Wanneer een transversale lijn twee evenwijdige lijnen snijdt, geldt het volgende:

  1. De som van de maten van alle vier de binnenhoeken is 360°, d.w.z. \(\angle 3 + \angle 4 + \angle 5 + \angle 6 = 360°\)
  2. De som van de maat van een co-interne hoek is 180°, d.w.z. \(\angle 3 + \angle5 = 180°, \angle 4 + \angle 6 = 180°\)
  3. De som van de maten van alle vier de buitenhoeken is 360°, d.w.z. \(\angle1 + \angle2 + \angle7 + \angle8 = 360°\)
  4. Afwisselende hoeken zijn gelijk, d.w.z. \(\angle 4 = \angle 5, \angle 3 = \angle 6\)
  5. De overeenkomstige hoeken zijn gelijk, d.w.z. \(\angle 2 = \angle 6, \angle 1 = \angle 5, \angle 4 = \angle 8, \angle 3 = \angle 7\)

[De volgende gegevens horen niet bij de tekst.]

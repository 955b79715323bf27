//! # Order Book
//!
//! Orders in the order they were placed. Listing is first-in-first-out, but any
//! order can be updated or removed by id.
//!
//! Ids come from a counter that starts at 1. The counter only moves forward:
//! deleting or clearing orders never frees an id for reuse, and a rejected
//! (empty) order does not consume one.

pub mod error;

pub use error::*;

use crate::model::{CustomerId, MenuItem, Order, OrderId};
use std::collections::VecDeque;
use tracing::{debug, info};

#[derive(Debug, Clone)]
pub struct OrderBook {
    orders: VecDeque<Order>,
    next_id: u32,
}

impl Default for OrderBook {
    fn default() -> Self {
        Self {
            orders: VecDeque::new(),
            next_id: 1,
        }
    }
}

impl OrderBook {
    pub fn new() -> Self {
        Self::default()
    }

    /// Places an order and returns its id.
    ///
    /// # Errors
    /// [`OrderError::NoItemsSelected`] if `items` is empty; no id is consumed.
    pub fn add(
        &mut self,
        customer_id: CustomerId,
        items: Vec<MenuItem>,
    ) -> Result<OrderId, OrderError> {
        if items.is_empty() {
            return Err(OrderError::NoItemsSelected);
        }
        let id = OrderId(self.next_id);
        self.next_id += 1;
        self.orders.push_back(Order::new(id, customer_id, items));
        info!(order_id = %id, %customer_id, size = self.orders.len(), "Order placed");
        Ok(id)
    }

    pub fn get(&self, id: OrderId) -> Option<&Order> {
        self.orders.iter().find(|order| order.id == id)
    }

    pub fn remove_by_id(&mut self, id: OrderId) -> bool {
        let before = self.orders.len();
        self.orders.retain(|order| order.id != id);
        let removed = self.orders.len() < before;
        debug!(order_id = %id, removed, "Remove order");
        removed
    }

    /// Replaces the full item list of an order.
    ///
    /// # Errors
    /// - [`OrderError::NoItemsSelected`] if `items` is empty; the order keeps its items.
    /// - [`OrderError::NotFound`] if no order has `id`.
    pub fn update_items_by_id(
        &mut self,
        id: OrderId,
        items: Vec<MenuItem>,
    ) -> Result<(), OrderError> {
        let order = self
            .orders
            .iter_mut()
            .find(|order| order.id == id)
            .ok_or(OrderError::NotFound(id))?;
        if items.is_empty() {
            return Err(OrderError::NoItemsSelected);
        }
        order.items = items;
        info!(order_id = %id, items = order.items.len(), "Order updated");
        Ok(())
    }

    /// Drops every order. The id counter is not reset.
    pub fn clear(&mut self) {
        info!(cleared = self.orders.len(), "Orders cleared");
        self.orders.clear();
    }

    /// Orders in the order they were placed.
    pub fn list_all(&self) -> impl Iterator<Item = &Order> {
        self.orders.iter()
    }

    pub fn len(&self) -> usize {
        self.orders.len()
    }

    pub fn is_empty(&self) -> bool {
        self.orders.is_empty()
    }
}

Omgekeerd gelden ook de volgende beweringen:

  • Als twee lijnen door een dwarslijn zodanig worden gesneden dat twee overeenkomstige hoeken even groot zijn, dan zijn de twee lijnen evenwijdig.
  • Als twee lijnen door een dwarslijn zodanig worden gesneden dat twee afwisselende hoeken even groot zijn, dan zijn de twee lijnen evenwijdig.
  • Als twee lijnen door een dwarslijn zodanig worden gesneden dat de som van de gelijke binnenhoeken 180º bedraagt, dan zijn de twee lijnen evenwijdig.